Chirality-mediated enhancement of nitric oxide release and regulation of endothelial cells behaviors by cystine immobilization on Ti–O films

Endogenous nitric oxide (NO), generated by endothelial cells (ECs), plays a critical role in the cardiovascular system. However, the effect of biomaterial-induced NO release on ECs is not clear. In this study, cystine with different chirality was immobilized on Ti–O films to catalyze endogenous S-nitrosothiol decomposition to generate NO. Chemiluminescence analysis showed that a stable, sustained release of NO at a speed similar to that in healthy ECs was achieved on both enantiomer immobilized surfaces. However, L-cystine-immobilized surfaces induced higher NO release than D-cystine-immobilized surfaces. Although BSA adsorption was enhanced on L-surfaces, according to QCM analysis, preadsorption of BSA on L-surface still had a significantly higher NO release than that on the D-surface, indicating that the adsorption of BSA on L-surfaces was reversible.

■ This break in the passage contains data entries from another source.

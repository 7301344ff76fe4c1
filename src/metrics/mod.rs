//! The six metric computers.
//!
//! Every computer is a pure function of `(&FilterContext, &DatasetStore)`
//! that rebuilds its joins from the base tables and returns either a result
//! table or [`MetricResult::Empty`] when no rows survive the filters.
//!
//! Grouping goes through ordered maps and ranking uses stable sorts, so
//! ties keep ascending category order and repeated runs are identical.

mod refunds;
mod revenue;
mod shipping;

pub use refunds::{
    refund_review_distribution, refunds_by_category, CategoryRefunds, ReviewDistribution,
    ScoreCount,
};
pub use revenue::{revenue_by_category, revenue_trend, CategoryRevenue, RevenueTrend, TrendSeries};
pub use shipping::{
    shipping_time_by_category, shipping_time_vs_review, CategoryShipping, ShippingReviewPoint,
    ShippingTimeByCategory, SHIPPING_VIEW_SIZE,
};

use serde::Serialize;

/// Outcome of a metric: a result table, or "no data for current filters".
#[derive(Debug, Clone, PartialEq, Serialize)]
#[serde(tag = "status", content = "data", rename_all = "snake_case")]
pub enum MetricResult<T> {
    Data(T),
    Empty,
}

impl<T> MetricResult<T> {
    pub fn is_empty(&self) -> bool {
        matches!(self, MetricResult::Empty)
    }

    pub fn data(&self) -> Option<&T> {
        match self {
            MetricResult::Data(data) => Some(data),
            MetricResult::Empty => None,
        }
    }

    pub fn into_data(self) -> Option<T> {
        match self {
            MetricResult::Data(data) => Some(data),
            MetricResult::Empty => None,
        }
    }

    pub fn map<U>(self, f: impl FnOnce(T) -> U) -> MetricResult<U> {
        match self {
            MetricResult::Data(data) => MetricResult::Data(f(data)),
            MetricResult::Empty => MetricResult::Empty,
        }
    }
}

impl<T> MetricResult<Vec<T>> {
    /// `Empty` for an empty table, `Data` otherwise.
    pub fn from_rows(rows: Vec<T>) -> Self {
        if rows.is_empty() {
            MetricResult::Empty
        } else {
            MetricResult::Data(rows)
        }
    }
}

/// Running sum and count for a mean.
#[derive(Debug, Clone, Copy, Default)]
struct Mean {
    sum: f64,
    count: u64,
}

impl Mean {
    fn add(&mut self, value: f64) {
        self.sum += value;
        self.count += 1;
    }

    fn value(&self) -> f64 {
        self.sum / self.count as f64
    }
}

Platelet activation on the L-surfaces was obviously inhibited because of induction of more NO release. The growth, migration, and NO secretion behaviors of ECs were promoted by increased NO release on the L-surfaces. These results show that L-cystine-immobilized surfaces are beneficial for the induction of NO release and regulation of the behaviors of ECs, providing a promising method for the endothelialization of vascular biomaterials.